The task |
Would you please return the lines of the entries below starting at the line that has "land in Error" and ending at the line that has "impl Default for StateManager", both included, exactly as they are?

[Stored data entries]
_ _ _ _

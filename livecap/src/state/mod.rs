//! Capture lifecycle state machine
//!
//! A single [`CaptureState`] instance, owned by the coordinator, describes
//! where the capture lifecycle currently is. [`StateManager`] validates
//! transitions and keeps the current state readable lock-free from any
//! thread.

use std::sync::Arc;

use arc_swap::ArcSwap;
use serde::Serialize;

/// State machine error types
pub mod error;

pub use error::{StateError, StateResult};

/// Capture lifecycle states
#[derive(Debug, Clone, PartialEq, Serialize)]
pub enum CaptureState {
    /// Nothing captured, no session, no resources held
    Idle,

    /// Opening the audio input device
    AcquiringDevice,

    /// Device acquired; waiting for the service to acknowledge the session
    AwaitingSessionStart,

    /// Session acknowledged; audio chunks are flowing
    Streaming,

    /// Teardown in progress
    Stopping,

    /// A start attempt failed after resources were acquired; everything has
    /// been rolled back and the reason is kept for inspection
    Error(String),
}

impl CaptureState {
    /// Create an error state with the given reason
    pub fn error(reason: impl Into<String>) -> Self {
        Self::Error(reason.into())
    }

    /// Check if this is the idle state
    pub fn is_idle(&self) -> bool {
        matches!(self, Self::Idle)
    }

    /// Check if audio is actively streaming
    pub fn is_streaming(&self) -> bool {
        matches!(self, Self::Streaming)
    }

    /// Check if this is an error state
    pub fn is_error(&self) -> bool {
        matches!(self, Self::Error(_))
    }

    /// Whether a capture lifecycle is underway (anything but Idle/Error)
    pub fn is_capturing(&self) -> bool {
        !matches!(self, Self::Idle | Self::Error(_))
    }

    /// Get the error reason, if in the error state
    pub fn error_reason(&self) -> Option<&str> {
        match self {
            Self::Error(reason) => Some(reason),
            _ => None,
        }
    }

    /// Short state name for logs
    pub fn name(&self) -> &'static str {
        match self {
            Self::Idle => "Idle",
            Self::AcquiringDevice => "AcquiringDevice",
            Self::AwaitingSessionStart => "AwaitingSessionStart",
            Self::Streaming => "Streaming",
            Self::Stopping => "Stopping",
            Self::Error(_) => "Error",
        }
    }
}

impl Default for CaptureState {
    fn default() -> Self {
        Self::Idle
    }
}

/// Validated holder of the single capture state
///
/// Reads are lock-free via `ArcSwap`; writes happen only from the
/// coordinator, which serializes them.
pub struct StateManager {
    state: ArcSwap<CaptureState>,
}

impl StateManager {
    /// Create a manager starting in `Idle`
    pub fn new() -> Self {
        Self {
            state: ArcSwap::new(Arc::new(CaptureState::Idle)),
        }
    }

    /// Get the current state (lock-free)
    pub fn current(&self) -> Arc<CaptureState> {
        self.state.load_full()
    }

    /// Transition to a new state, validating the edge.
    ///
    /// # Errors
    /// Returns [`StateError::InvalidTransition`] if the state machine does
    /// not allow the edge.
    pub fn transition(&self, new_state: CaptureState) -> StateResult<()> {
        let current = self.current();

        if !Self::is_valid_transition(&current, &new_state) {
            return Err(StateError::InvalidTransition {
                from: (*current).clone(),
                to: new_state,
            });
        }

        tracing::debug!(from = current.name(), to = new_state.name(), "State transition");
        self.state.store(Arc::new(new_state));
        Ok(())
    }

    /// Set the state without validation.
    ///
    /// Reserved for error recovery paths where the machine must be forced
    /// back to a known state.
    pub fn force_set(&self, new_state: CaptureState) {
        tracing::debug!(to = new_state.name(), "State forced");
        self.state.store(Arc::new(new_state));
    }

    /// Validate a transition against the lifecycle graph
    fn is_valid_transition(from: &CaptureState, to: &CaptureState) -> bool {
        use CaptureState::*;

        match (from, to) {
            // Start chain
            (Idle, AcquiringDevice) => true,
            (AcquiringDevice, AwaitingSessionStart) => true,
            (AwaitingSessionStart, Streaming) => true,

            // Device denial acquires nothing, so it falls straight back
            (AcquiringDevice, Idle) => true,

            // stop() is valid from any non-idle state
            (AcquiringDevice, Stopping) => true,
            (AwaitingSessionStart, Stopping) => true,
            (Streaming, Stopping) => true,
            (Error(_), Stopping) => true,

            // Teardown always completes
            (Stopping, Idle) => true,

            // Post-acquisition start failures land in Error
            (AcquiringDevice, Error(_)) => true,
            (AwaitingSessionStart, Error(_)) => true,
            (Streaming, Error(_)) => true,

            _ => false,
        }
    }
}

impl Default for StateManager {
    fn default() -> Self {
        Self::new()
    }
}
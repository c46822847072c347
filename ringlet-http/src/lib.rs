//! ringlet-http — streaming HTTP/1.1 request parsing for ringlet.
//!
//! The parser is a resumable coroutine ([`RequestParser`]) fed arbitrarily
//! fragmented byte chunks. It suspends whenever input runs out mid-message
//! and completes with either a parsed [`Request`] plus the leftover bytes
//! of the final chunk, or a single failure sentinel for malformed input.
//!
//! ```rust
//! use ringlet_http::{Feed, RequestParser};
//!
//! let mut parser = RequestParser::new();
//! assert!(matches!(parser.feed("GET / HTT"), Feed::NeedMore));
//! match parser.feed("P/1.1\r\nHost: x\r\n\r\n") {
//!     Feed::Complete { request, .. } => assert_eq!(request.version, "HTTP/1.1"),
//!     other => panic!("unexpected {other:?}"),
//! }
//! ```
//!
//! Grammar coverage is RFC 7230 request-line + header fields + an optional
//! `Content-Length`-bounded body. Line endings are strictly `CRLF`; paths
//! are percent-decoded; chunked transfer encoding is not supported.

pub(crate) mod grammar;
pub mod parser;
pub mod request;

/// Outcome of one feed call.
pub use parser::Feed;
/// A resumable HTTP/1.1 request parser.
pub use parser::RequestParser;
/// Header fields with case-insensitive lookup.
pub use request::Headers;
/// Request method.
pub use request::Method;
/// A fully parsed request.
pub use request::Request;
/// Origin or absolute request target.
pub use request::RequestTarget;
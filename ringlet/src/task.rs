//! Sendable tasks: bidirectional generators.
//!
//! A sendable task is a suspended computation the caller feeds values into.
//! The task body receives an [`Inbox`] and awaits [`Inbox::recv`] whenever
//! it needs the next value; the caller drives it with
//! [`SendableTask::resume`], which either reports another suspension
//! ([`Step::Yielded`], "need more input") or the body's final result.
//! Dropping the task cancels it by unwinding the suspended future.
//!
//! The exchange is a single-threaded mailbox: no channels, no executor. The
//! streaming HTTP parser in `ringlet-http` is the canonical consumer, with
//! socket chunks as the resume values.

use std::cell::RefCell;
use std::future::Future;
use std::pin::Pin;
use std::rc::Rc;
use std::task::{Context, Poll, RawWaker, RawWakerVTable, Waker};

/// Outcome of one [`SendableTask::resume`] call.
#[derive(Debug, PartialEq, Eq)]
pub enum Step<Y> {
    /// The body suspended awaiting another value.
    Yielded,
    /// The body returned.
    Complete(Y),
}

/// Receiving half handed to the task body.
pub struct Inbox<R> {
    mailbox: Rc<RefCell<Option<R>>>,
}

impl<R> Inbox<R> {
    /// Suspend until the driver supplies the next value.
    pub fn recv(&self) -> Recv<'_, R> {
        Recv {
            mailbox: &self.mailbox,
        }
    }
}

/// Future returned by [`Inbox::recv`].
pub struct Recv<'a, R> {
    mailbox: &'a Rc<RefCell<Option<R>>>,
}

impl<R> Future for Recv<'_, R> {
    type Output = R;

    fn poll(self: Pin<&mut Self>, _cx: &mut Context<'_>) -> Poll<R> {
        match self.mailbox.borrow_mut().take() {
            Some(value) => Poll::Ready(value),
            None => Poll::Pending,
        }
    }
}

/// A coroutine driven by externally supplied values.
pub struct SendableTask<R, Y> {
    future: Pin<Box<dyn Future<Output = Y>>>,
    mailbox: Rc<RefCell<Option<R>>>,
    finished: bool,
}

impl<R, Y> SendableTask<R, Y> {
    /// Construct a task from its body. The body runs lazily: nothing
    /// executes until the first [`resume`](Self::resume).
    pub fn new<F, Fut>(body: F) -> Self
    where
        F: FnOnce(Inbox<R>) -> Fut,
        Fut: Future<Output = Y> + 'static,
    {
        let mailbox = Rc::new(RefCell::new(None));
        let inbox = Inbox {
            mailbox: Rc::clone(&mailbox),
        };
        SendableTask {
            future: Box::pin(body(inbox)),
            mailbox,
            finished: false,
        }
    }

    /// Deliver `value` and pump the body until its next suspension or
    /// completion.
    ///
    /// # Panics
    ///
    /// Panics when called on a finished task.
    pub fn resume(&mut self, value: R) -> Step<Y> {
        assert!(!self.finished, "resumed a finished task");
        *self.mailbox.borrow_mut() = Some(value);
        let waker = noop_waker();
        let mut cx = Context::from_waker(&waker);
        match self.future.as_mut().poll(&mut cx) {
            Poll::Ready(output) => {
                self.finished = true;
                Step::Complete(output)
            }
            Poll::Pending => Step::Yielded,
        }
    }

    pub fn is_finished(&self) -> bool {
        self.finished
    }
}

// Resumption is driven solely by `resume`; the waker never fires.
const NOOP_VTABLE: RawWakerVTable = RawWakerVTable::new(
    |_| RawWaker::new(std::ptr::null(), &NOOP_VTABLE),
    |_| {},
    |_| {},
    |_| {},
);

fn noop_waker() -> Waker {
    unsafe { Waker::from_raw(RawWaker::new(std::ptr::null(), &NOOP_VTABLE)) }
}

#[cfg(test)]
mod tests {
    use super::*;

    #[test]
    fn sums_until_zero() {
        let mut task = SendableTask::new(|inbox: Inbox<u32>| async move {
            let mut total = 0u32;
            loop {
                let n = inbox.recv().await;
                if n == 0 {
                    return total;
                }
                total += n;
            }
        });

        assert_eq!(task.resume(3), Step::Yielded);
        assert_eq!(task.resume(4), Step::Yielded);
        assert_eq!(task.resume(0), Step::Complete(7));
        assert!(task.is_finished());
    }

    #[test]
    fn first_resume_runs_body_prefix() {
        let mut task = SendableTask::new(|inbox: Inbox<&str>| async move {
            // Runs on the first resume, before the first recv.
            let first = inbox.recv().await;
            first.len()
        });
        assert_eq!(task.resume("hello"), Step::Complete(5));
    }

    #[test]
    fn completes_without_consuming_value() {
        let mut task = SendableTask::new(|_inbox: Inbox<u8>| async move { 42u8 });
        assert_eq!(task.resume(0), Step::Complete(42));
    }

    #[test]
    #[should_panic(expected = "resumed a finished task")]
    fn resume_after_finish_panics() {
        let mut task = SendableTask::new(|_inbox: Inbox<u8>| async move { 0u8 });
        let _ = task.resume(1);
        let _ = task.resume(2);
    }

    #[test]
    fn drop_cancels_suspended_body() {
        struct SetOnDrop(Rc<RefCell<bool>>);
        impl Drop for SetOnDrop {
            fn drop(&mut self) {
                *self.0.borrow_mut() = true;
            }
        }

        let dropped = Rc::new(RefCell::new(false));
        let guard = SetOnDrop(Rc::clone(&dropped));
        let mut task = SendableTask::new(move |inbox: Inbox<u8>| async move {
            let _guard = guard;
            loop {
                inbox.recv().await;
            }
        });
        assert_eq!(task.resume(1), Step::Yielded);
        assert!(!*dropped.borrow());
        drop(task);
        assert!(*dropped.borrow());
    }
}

_ _ _ _

Solution to the problem |
            // Post-acquisition start failures land in Error
            (AcquiringDevice, Error(_)) => true,
            (AwaitingSessionStart, Error(_)) => true,
            (Streaming, Error(_)) => true,

            _ => false,
        }
    }
}

impl Default for StateManager {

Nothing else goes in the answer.